By Jim Crowley
On April 10, President Obama released his budget request for fiscal year 2014. Although unlikely to become reality, the budget is interesting to our community as a reflection of the Administration’s priorities for research in the coming years. It continues strong support for basic research, alongside a marked emphasis on programs and initiatives in such areas as clean energy, “big data,” cybersecurity, advanced manufacturing, materials research, neuroscience, robotics, and STEM education. We can expect new solicitations and federal agency plans in several of these areas in coming months.

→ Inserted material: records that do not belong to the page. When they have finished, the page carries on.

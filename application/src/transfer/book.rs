use kernel::prelude::entity::BookId;

/// Transfer shape of a book. `id` is ignored on the way in and populated on the way out.
#[derive(Debug, Clone, Eq, PartialEq)]
pub struct BookDto {
    pub id: Option<i32>,
    pub title: String,
    pub author: String,
    pub year: i32,
}

pub struct GetBookDto {
    pub id: BookId,
}

pub struct GetBooksDto {
    pub ids: Vec<BookId>,
}

pub struct CreateBookDto {
    pub book: BookDto,
}

pub struct UpdateBookDto {
    pub id: BookId,
    pub book: BookDto,
}

pub struct DeleteBookDto {
    pub id: BookId,
}
use std::collections::HashSet;

use application::transfer::BookDto;
use axum::http::{HeaderValue, StatusCode};
use axum::response::{IntoResponse, Response};
use axum::Json;
use kernel::prelude::entity::BookId;
use serde::Serialize;

use crate::controller::Exhaust;

pub const MISSING_SET: &str = "x-missing-set";

#[derive(Debug, Serialize)]
#[serde(rename_all = "camelCase")]
pub struct BookResponse {
    id: Option<i32>,
    book_title: String,
    book_author: String,
    book_year: i32,
}

impl From<BookDto> for BookResponse {
    fn from(value: BookDto) -> Self {
        let BookDto {
            id,
            title,
            author,
            year,
        } = value;
        Self {
            id,
            book_title: title,
            book_author: author,
            book_year: year,
        }
    }
}

impl IntoResponse for BookResponse {
    fn into_response(self) -> Response {
        (StatusCode::OK, Json(self)).into_response()
    }
}

#[derive(Debug)]
pub struct CreatedBookResponse(BookResponse);

impl From<BookDto> for CreatedBookResponse {
    fn from(value: BookDto) -> Self {
        Self(BookResponse::from(value))
    }
}

impl IntoResponse for CreatedBookResponse {
    fn into_response(self) -> Response {
        (StatusCode::CREATED, Json(self.0)).into_response()
    }
}

/// Books found for an id list, plus the requested ids that matched nothing.
#[derive(Debug)]
pub struct BooksResponse {
    books: Vec<BookResponse>,
    missing: Vec<i32>,
}

impl IntoResponse for BooksResponse {
    fn into_response(self) -> Response {
        let mut response = (StatusCode::OK, Json(self.books)).into_response();
        if !self.missing.is_empty() {
            let joined = self
                .missing
                .iter()
                .map(ToString::to_string)
                .collect::<Vec<_>>()
                .join(",");
            // digits and commas only, always a valid header value
            if let Ok(value) = HeaderValue::from_str(&joined) {
                response.headers_mut().insert(MISSING_SET, value);
            }
        }
        response
    }
}

#[derive(Debug)]
pub struct DeletedBookResponse {
    id: i32,
}

impl IntoResponse for DeletedBookResponse {
    fn into_response(self) -> Response {
        (
            StatusCode::OK,
            format!("Book with ID {} successfully deleted.", self.id),
        )
            .into_response()
    }
}

pub struct BookPresenter;

impl Exhaust<Option<BookDto>> for BookPresenter {
    type To = Option<BookResponse>;
    fn emit(&self, input: Option<BookDto>) -> Self::To {
        input.map(BookResponse::from)
    }
}

impl Exhaust<Vec<BookDto>> for BookPresenter {
    type To = Json<Vec<BookResponse>>;
    fn emit(&self, input: Vec<BookDto>) -> Self::To {
        Json(input.into_iter().map(BookResponse::from).collect())
    }
}

impl Exhaust<(Vec<BookId>, Vec<BookDto>)> for BookPresenter {
    type To = BooksResponse;
    fn emit(&self, (requested, found): (Vec<BookId>, Vec<BookDto>)) -> Self::To {
        let present = found.iter().filter_map(|book| book.id).collect::<HashSet<_>>();
        let missing = requested
            .into_iter()
            .map(|id| *id.as_ref())
            .filter(|id| !present.contains(id))
            .collect::<Vec<_>>();
        if !missing.is_empty() {
            tracing::info!(?missing, "requested books not found");
        }
        BooksResponse {
            books: found.into_iter().map(BookResponse::from).collect(),
            missing,
        }
    }
}

/// `Some(id)` once the book is gone, `None` if there was nothing to delete.
impl Exhaust<Option<BookId>> for BookPresenter {
    type To = Option<DeletedBookResponse>;
    fn emit(&self, input: Option<BookId>) -> Self::To {
        input.map(|id| DeletedBookResponse { id: *id.as_ref() })
    }
}

/// Presents the result of a create, answering with `201 Created`.
pub struct CreatedPresenter;

impl Exhaust<Option<BookDto>> for CreatedPresenter {
    type To = Option<CreatedBookResponse>;
    fn emit(&self, input: Option<BookDto>) -> Self::To {
        input.map(CreatedBookResponse::from)
    }
}
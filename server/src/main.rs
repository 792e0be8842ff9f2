use crate::error::StackTrace;
use crate::handler::AppModule;
use crate::route::BookRouter;
use driver::database::PostgresDatabase;
use error_stack::ResultExt;
use kernel::KernelError;
use std::net::SocketAddr;
use tokio::net::TcpListener;
use tower_http::cors::CorsLayer;
use tower_http::trace::TraceLayer;
use tracing_subscriber::layer::SubscriberExt;
use tracing_subscriber::util::SubscriberInitExt;
use tracing_subscriber::Layer;

mod controller;
mod error;
mod handler;
mod request;
mod response;
mod route;

#[tokio::main]
async fn main() -> Result<(), StackTrace> {
    let appender = tracing_appender::rolling::daily(std::path::Path::new("./logs/"), "debug.log");
    let (non_blocking_appender, _guard) = tracing_appender::non_blocking(appender);
    tracing_subscriber::registry()
        .with(
            tracing_subscriber::fmt::layer()
                .with_filter(tracing_subscriber::EnvFilter::new(
                    std::env::var("RUST_LOG").unwrap_or_else(|_| {
                        "driver=debug,server=debug,tower_http=debug,hyper=debug,sqlx=debug".into()
                    }),
                ))
                .with_filter(tracing_subscriber::filter::LevelFilter::DEBUG),
        )
        .with(
            tracing_subscriber::fmt::Layer::default()
                .with_writer(non_blocking_appender)
                .with_ansi(false)
                .with_filter(tracing_subscriber::filter::LevelFilter::DEBUG),
        )
        .init();

    let database = PostgresDatabase::new().await?;
    let app = AppModule::new(database);

    let router = axum::Router::new()
        .route_book()
        .layer(TraceLayer::new_for_http())
        .layer(CorsLayer::new())
        .with_state(app);

    let bind = SocketAddr::from(([0, 0, 0, 0], 8080));
    let tcp = TcpListener::bind(bind)
        .await
        .change_context_lazy(|| KernelError::Internal)
        .attach_printable_lazy(|| "Failed to listen tcp")?;
    tracing::info!("listening on {bind}");

    axum::serve(tcp, router.into_make_service())
        .await
        .change_context_lazy(|| KernelError::Internal)?;

    Ok(())
}
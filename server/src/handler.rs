use std::ops::Deref;
use std::sync::Arc;

pub struct AppModule<D>(Arc<Handler<D>>);

impl<D> AppModule<D> {
    pub fn new(database: D) -> Self {
        Self(Arc::new(Handler::init(database)))
    }
}

impl<D> Clone for AppModule<D> {
    fn clone(&self) -> Self {
        Self(Arc::clone(&self.0))
    }
}

impl<D> Deref for AppModule<D> {
    type Target = Handler<D>;
    fn deref(&self) -> &Self::Target {
        Deref::deref(&self.0)
    }
}

pub struct Handler<D> {
    database: D,
}

impl<D> Handler<D> {
    pub fn init(database: D) -> Self {
        Self { database }
    }

    pub fn database(&self) -> &D {
        &self.database
    }
}
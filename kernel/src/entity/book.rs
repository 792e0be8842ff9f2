mod author;
mod id;
mod title;
mod year;

pub use self::{author::*, id::*, title::*, year::*};
use destructure::{Destructure, Mutation};
use vodca::References;

/// Persisted form of a book.
///
/// `id` stays `None` until the storage layer assigns one, after which it never changes.
#[derive(Debug, Clone, Eq, PartialEq, References, Destructure, Mutation)]
pub struct Book {
    id: Option<BookId>,
    title: BookTitle,
    author: BookAuthor,
    year: BookYear,
}

impl Book {
    pub fn new(
        id: Option<BookId>,
        title: BookTitle,
        author: BookAuthor,
        year: BookYear,
    ) -> Self {
        Self {
            id,
            title,
            author,
            year,
        }
    }
}
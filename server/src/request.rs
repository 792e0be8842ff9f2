mod book;

pub use self::book::*;

use axum::async_trait;
use axum::extract::rejection::JsonRejection;
use axum::extract::{FromRequest, Request};
use serde::de::DeserializeOwned;
use validator::Validate;

use crate::error::ErrorStatus;

/// JSON body extractor that runs [`Validate`] before the handler sees the value.
pub struct Validated<T>(pub T);

#[async_trait]
impl<T, S> FromRequest<S> for Validated<T>
where
    T: DeserializeOwned + Validate + Send,
    S: Send + Sync,
{
    type Rejection = ErrorStatus;

    async fn from_request(req: Request, state: &S) -> Result<Self, Self::Rejection> {
        let axum::Json(value) = axum::Json::<T>::from_request(req, state)
            .await
            .map_err(|rejection: JsonRejection| ErrorStatus::BadRequest(rejection.body_text()))?;
        value.validate()?;
        Ok(Validated(value))
    }
}
use std::collections::BTreeMap;
use std::process::{ExitCode, Termination};

use axum::http::StatusCode;
use axum::response::{IntoResponse, Response};
use axum::Json;
use error_stack::Report;
use kernel::KernelError;
use serde::Serialize;
use serde_json::json;
use validator::ValidationErrors;

#[derive(Debug)]
pub struct StackTrace(Report<KernelError>);

impl From<Report<KernelError>> for StackTrace {
    fn from(e: Report<KernelError>) -> Self {
        StackTrace(e)
    }
}

impl Termination for StackTrace {
    fn report(self) -> ExitCode {
        self.0.report()
    }
}

#[derive(Debug)]
pub enum ErrorStatus {
    Kernel(Report<KernelError>),
    NotFound(String),
    /// Field name to the message of its first failed rule.
    Validation(BTreeMap<String, String>),
    TypeConversion { parameter: String, value: String },
    BadRequest(String),
    CreationFailed,
}

impl ErrorStatus {
    pub fn conversion(parameter: impl Into<String>, value: impl Into<String>) -> Self {
        Self::TypeConversion {
            parameter: parameter.into(),
            value: value.into(),
        }
    }
}

impl From<Report<KernelError>> for ErrorStatus {
    fn from(e: Report<KernelError>) -> Self {
        ErrorStatus::Kernel(e)
    }
}

impl From<ValidationErrors> for ErrorStatus {
    fn from(errors: ValidationErrors) -> Self {
        let fields = errors
            .field_errors()
            .into_iter()
            .filter_map(|(field, errors)| {
                let error = errors.first()?;
                let message = error
                    .message
                    .as_ref()
                    .map(ToString::to_string)
                    .unwrap_or_else(|| format!("{field} is invalid"));
                Some((field.to_string(), message))
            })
            .collect();
        ErrorStatus::Validation(fields)
    }
}

#[derive(Debug, Serialize)]
struct ProblemDetail {
    title: &'static str,
    status: u16,
    detail: String,
}

impl ProblemDetail {
    fn bad_request(detail: String) -> Self {
        Self {
            title: "Bad Request",
            status: StatusCode::BAD_REQUEST.as_u16(),
            detail,
        }
    }
}

impl IntoResponse for ErrorStatus {
    fn into_response(self) -> Response {
        match self {
            ErrorStatus::Kernel(report) => {
                tracing::error!("{report:?}");
                match report.current_context() {
                    KernelError::Timeout => StatusCode::REQUEST_TIMEOUT,
                    KernelError::Internal => StatusCode::INTERNAL_SERVER_ERROR,
                }
                .into_response()
            }
            ErrorStatus::NotFound(message) => {
                (StatusCode::NOT_FOUND, Json(json!({ "message": message }))).into_response()
            }
            ErrorStatus::Validation(fields) => {
                (StatusCode::BAD_REQUEST, Json(fields)).into_response()
            }
            ErrorStatus::TypeConversion { parameter, value } => {
                let detail = format!("Failed to convert '{parameter}' with value: '{value}'");
                (
                    StatusCode::BAD_REQUEST,
                    Json(ProblemDetail::bad_request(detail)),
                )
                    .into_response()
            }
            ErrorStatus::BadRequest(detail) => (
                StatusCode::BAD_REQUEST,
                Json(ProblemDetail::bad_request(detail)),
            )
                .into_response(),
            ErrorStatus::CreationFailed => StatusCode::BAD_REQUEST.into_response(),
        }
    }
}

One notable change for FY 2014 is a proposal to consolidate all federal educational fellowship programs, including the Department of Energy’s Computational Science Graduate Fellowship (CSGF) program, and move them to the National Science Foundation’s Directorate for Education and Human Resources. Such a consolidation may make sense on some level—simplifying the application process and providing greater visibility for the programs—but it may not be optimal for a program that, like CSGF, places fellows in national laboratories as part of the research experience.
In broad-brush summary, the Administration has proposed the following significant FY 2014 investments in agencies and programs critical to the applied mathematics and computational science research communities:
In FY 2014, Research & Related Activities at NSF would receive $6.212 billion, a 3.8% increase over FY 2013; Education and Human Resources would receive $880 million, 1.7% below FY 2013 funding.

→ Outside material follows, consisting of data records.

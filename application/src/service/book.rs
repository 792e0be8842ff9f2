use kernel::interface::database::{DatabaseConnection, Transaction};
use kernel::interface::query::{BookQuery, DependOnBookQuery};
use kernel::interface::update::{BookModifier, DependOnBookModifier};
use kernel::prelude::entity::{BookAuthor, BookTitle, BookYear};
use kernel::KernelError;

use crate::mapper::{BookMapper, Mapper};
use crate::transfer::{
    BookDto, CreateBookDto, DeleteBookDto, GetBookDto, GetBooksDto, UpdateBookDto,
};

#[async_trait::async_trait]
pub trait GetBookService: 'static + Sync + Send + DependOnBookQuery {
    async fn get_book(&self, dto: GetBookDto) -> error_stack::Result<Option<BookDto>, KernelError> {
        let mut connection = self.database_connection().transact().await?;

        let book = self.book_query().find_by_id(&mut connection, &dto.id).await?;
        connection.commit().await?;

        Ok(book.map(|book| BookMapper.map_to_dto(book)))
    }

    async fn get_books(&self, dto: GetBooksDto) -> error_stack::Result<Vec<BookDto>, KernelError> {
        let mut connection = self.database_connection().transact().await?;

        let books = self
            .book_query()
            .find_by_ids(&mut connection, &dto.ids)
            .await?;
        connection.commit().await?;

        Ok(books
            .into_iter()
            .map(|book| BookMapper.map_to_dto(book))
            .collect())
    }

    async fn get_all_books(&self) -> error_stack::Result<Vec<BookDto>, KernelError> {
        let mut connection = self.database_connection().transact().await?;

        let books = self.book_query().find_all(&mut connection).await?;
        connection.commit().await?;

        Ok(books
            .into_iter()
            .map(|book| BookMapper.map_to_dto(book))
            .collect())
    }
}

impl<T> GetBookService for T where T: DependOnBookQuery {}

#[async_trait::async_trait]
pub trait CreateBookService: 'static + Sync + Send + DependOnBookModifier {
    /// Returns `None` when storage hands back a record that was never assigned an id.
    async fn create_book(
        &self,
        dto: CreateBookDto,
    ) -> error_stack::Result<Option<BookDto>, KernelError> {
        let mut connection = self.database_connection().transact().await?;

        let book = BookMapper.map_to_entity(dto.book);
        let saved = self.book_modifier().save(&mut connection, book).await?;
        connection.commit().await?;

        Ok(saved
            .filter(|book| book.id().is_some())
            .map(|book| BookMapper.map_to_dto(book)))
    }
}

impl<T> CreateBookService for T where T: DependOnBookModifier {}

#[async_trait::async_trait]
pub trait UpdateBookService:
    'static + Sync + Send + DependOnBookQuery + DependOnBookModifier
{
    /// Returns `None` if no book is stored under `dto.id`; nothing is written in that case.
    async fn update_book(
        &self,
        dto: UpdateBookDto,
    ) -> error_stack::Result<Option<BookDto>, KernelError> {
        let mut connection = self.database_connection().transact().await?;

        let Some(mut book) = self.book_query().find_by_id(&mut connection, &dto.id).await? else {
            return Ok(None);
        };

        let BookDto {
            title,
            author,
            year,
            ..
        } = dto.book;
        book.substitute(|book| {
            *book.title = BookTitle::new(title);
            *book.author = BookAuthor::new(author);
            *book.year = BookYear::new(year);
        });

        let updated = self.book_modifier().save(&mut connection, book).await?;
        connection.commit().await?;

        Ok(updated.map(|book| BookMapper.map_to_dto(book)))
    }
}

impl<T> UpdateBookService for T where T: DependOnBookQuery + DependOnBookModifier {}

#[async_trait::async_trait]
pub trait DeleteBookService: 'static + Sync + Send + DependOnBookModifier {
    async fn delete_book(&self, dto: DeleteBookDto) -> error_stack::Result<(), KernelError> {
        let mut connection = self.database_connection().transact().await?;

        self.book_modifier().delete(&mut connection, &dto.id).await?;
        connection.commit().await?;

        Ok(())
    }
}

impl<T> DeleteBookService for T where T: DependOnBookModifier {}

#[cfg(test)]
mod test {
    use driver::database::InMemoryDatabase;
    use kernel::prelude::entity::BookId;
    use kernel::KernelError;

    use crate::service::{CreateBookService, DeleteBookService, GetBookService, UpdateBookService};
    use crate::transfer::{
        BookDto, CreateBookDto, DeleteBookDto, GetBookDto, GetBooksDto, UpdateBookDto,
    };

    fn dto(title: &str, author: &str, year: i32) -> BookDto {
        BookDto {
            id: None,
            title: title.to_string(),
            author: author.to_string(),
            year,
        }
    }

    async fn create(db: &InMemoryDatabase, book: BookDto) -> BookDto {
        db.create_book(CreateBookDto { book })
            .await
            .unwrap()
            .expect("created book")
    }

    #[tokio::test]
    async fn create_then_get() -> error_stack::Result<(), KernelError> {
        let db = InMemoryDatabase::default();
        let created = create(&db, dto("Title", "Author", 2024)).await;
        let id = created.id.expect("assigned id");

        let found = db.get_book(GetBookDto { id: BookId::new(id) }).await?;
        assert_eq!(found, Some(created));
        Ok(())
    }

    #[tokio::test]
    async fn create_ignores_supplied_id() -> error_stack::Result<(), KernelError> {
        let db = InMemoryDatabase::default();
        let mut book = dto("Title", "Author", 2024);
        book.id = Some(42);
        let created = create(&db, book).await;

        assert_ne!(created.id, Some(42));
        let found = db.get_book(GetBookDto { id: BookId::new(42) }).await?;
        assert!(found.is_none());
        Ok(())
    }

    #[tokio::test]
    async fn get_missing_book() -> error_stack::Result<(), KernelError> {
        let db = InMemoryDatabase::default();
        let found = db.get_book(GetBookDto { id: BookId::new(999) }).await?;
        assert!(found.is_none());
        Ok(())
    }

    #[tokio::test]
    async fn get_books_skips_missing_ids() -> error_stack::Result<(), KernelError> {
        let db = InMemoryDatabase::default();
        let first = create(&db, dto("First", "Author", 2001)).await;
        let second = create(&db, dto("Second", "Author", 2002)).await;

        let ids = [first.id, Some(999), second.id]
            .into_iter()
            .flatten()
            .map(BookId::new)
            .collect();
        let found = db.get_books(GetBooksDto { ids }).await?;
        assert_eq!(found, vec![first, second]);

        let found = db.get_books(GetBooksDto { ids: vec![] }).await?;
        assert!(found.is_empty());
        Ok(())
    }

    #[tokio::test]
    async fn get_all_books() -> error_stack::Result<(), KernelError> {
        let db = InMemoryDatabase::default();
        assert!(db.get_all_books().await?.is_empty());

        let first = create(&db, dto("First", "Author", 2001)).await;
        let second = create(&db, dto("Second", "Author", 2002)).await;
        assert_eq!(db.get_all_books().await?, vec![first, second]);
        Ok(())
    }

    #[tokio::test]
    async fn update_keeps_id() -> error_stack::Result<(), KernelError> {
        let db = InMemoryDatabase::default();
        let created = create(&db, dto("Title", "Author", 2024)).await;
        let id = BookId::new(created.id.expect("assigned id"));

        let mut changes = dto("New Title", "New Author", 1999);
        changes.id = Some(12345);
        let updated = db
            .update_book(UpdateBookDto { id, book: changes })
            .await?
            .expect("updated book");
        assert_eq!(updated.id, created.id);
        assert_eq!(updated.title, "New Title");
        assert_eq!(updated.author, "New Author");
        assert_eq!(updated.year, 1999);

        let found = db.get_book(GetBookDto { id }).await?;
        assert_eq!(found, Some(updated));
        assert_eq!(db.get_all_books().await?.len(), 1);
        Ok(())
    }

    #[tokio::test]
    async fn update_missing_book_creates_nothing() -> error_stack::Result<(), KernelError> {
        let db = InMemoryDatabase::default();
        let updated = db
            .update_book(UpdateBookDto {
                id: BookId::new(999),
                book: dto("Title", "Author", 2024),
            })
            .await?;
        assert!(updated.is_none());
        assert!(db.get_all_books().await?.is_empty());
        Ok(())
    }

    #[tokio::test]
    async fn delete_book() -> error_stack::Result<(), KernelError> {
        let db = InMemoryDatabase::default();
        let created = create(&db, dto("Title", "Author", 2024)).await;
        let id = BookId::new(created.id.expect("assigned id"));

        db.delete_book(DeleteBookDto { id }).await?;
        assert!(db.get_book(GetBookDto { id }).await?.is_none());

        // deleting again is a no-op
        db.delete_book(DeleteBookDto { id }).await?;
        Ok(())
    }
}
use vodca::{AsRefln, Fromln};

#[derive(Debug, Clone, Eq, PartialEq, Fromln, AsRefln)]
pub struct BookAuthor(String);

impl BookAuthor {
    pub fn new(author: impl Into<String>) -> Self {
        Self(author.into())
    }
}
use std::collections::HashSet;

use kernel::interface::query::BookQuery;
use kernel::interface::update::BookModifier;
use kernel::prelude::entity::{Book, BookId};
use kernel::KernelError;

use crate::database::memory::InMemoryTransaction;

pub struct InMemoryBookRepository;

#[async_trait::async_trait]
impl BookQuery for InMemoryBookRepository {
    type Transaction = InMemoryTransaction;

    async fn find_by_id(
        &self,
        con: &mut InMemoryTransaction,
        id: &BookId,
    ) -> error_stack::Result<Option<Book>, KernelError> {
        let store = con.0.read().await;
        let key: i32 = *id.as_ref();
        Ok(store.books.get(&key).cloned())
    }

    async fn find_by_ids(
        &self,
        con: &mut InMemoryTransaction,
        ids: &[BookId],
    ) -> error_stack::Result<Vec<Book>, KernelError> {
        let wanted = ids.iter().map(|id| *id.as_ref()).collect::<HashSet<i32>>();
        let store = con.0.read().await;
        let found = store
            .books
            .iter()
            .filter(|(id, _)| wanted.contains(*id))
            .map(|(_, book)| book.clone())
            .collect();
        Ok(found)
    }

    async fn find_all(
        &self,
        con: &mut InMemoryTransaction,
    ) -> error_stack::Result<Vec<Book>, KernelError> {
        let store = con.0.read().await;
        Ok(store.books.values().cloned().collect())
    }
}

#[async_trait::async_trait]
impl BookModifier for InMemoryBookRepository {
    type Transaction = InMemoryTransaction;

    async fn save(
        &self,
        con: &mut InMemoryTransaction,
        book: Book,
    ) -> error_stack::Result<Option<Book>, KernelError> {
        let mut store = con.0.write().await;
        let id = match *book.id() {
            Some(id) => {
                let id: i32 = *id.as_ref();
                if !store.books.contains_key(&id) {
                    return Ok(None);
                }
                id
            }
            None => store.next_id(),
        };
        let book = book.reconstruct(|book| book.id = Some(BookId::new(id)));
        store.books.insert(id, book.clone());
        tracing::debug!(id, "saved book");
        Ok(Some(book))
    }

    async fn delete(
        &self,
        con: &mut InMemoryTransaction,
        book_id: &BookId,
    ) -> error_stack::Result<(), KernelError> {
        let mut store = con.0.write().await;
        let key: i32 = *book_id.as_ref();
        store.books.remove(&key);
        Ok(())
    }
}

At $244.5 million, the FY 2014 request for the Division of Mathematical Sciences represents a decrease of 0.19% from the FY 2013 request, but a $6.8 million increase (2.9%) over the FY 2012 actual level. Compared with the other MPS divisions (Astronomy, Chemistry, Materials, and Physics), DMS would receive the smallest increase over FY 2012 levels; Chemistry and Materials would lead, with increases of 8.4% and 6.8%, respectively.
In a mid-April phone call, Fleming Crim, recently appointed NSF assistant director for the Mathematical and Physical Sciences, emphasized his support for core programs, pointing out that DMS core programs have been protected to a large extent from funding decreases. New funds for a division, he noted, are usually associated with an initiative or focus area.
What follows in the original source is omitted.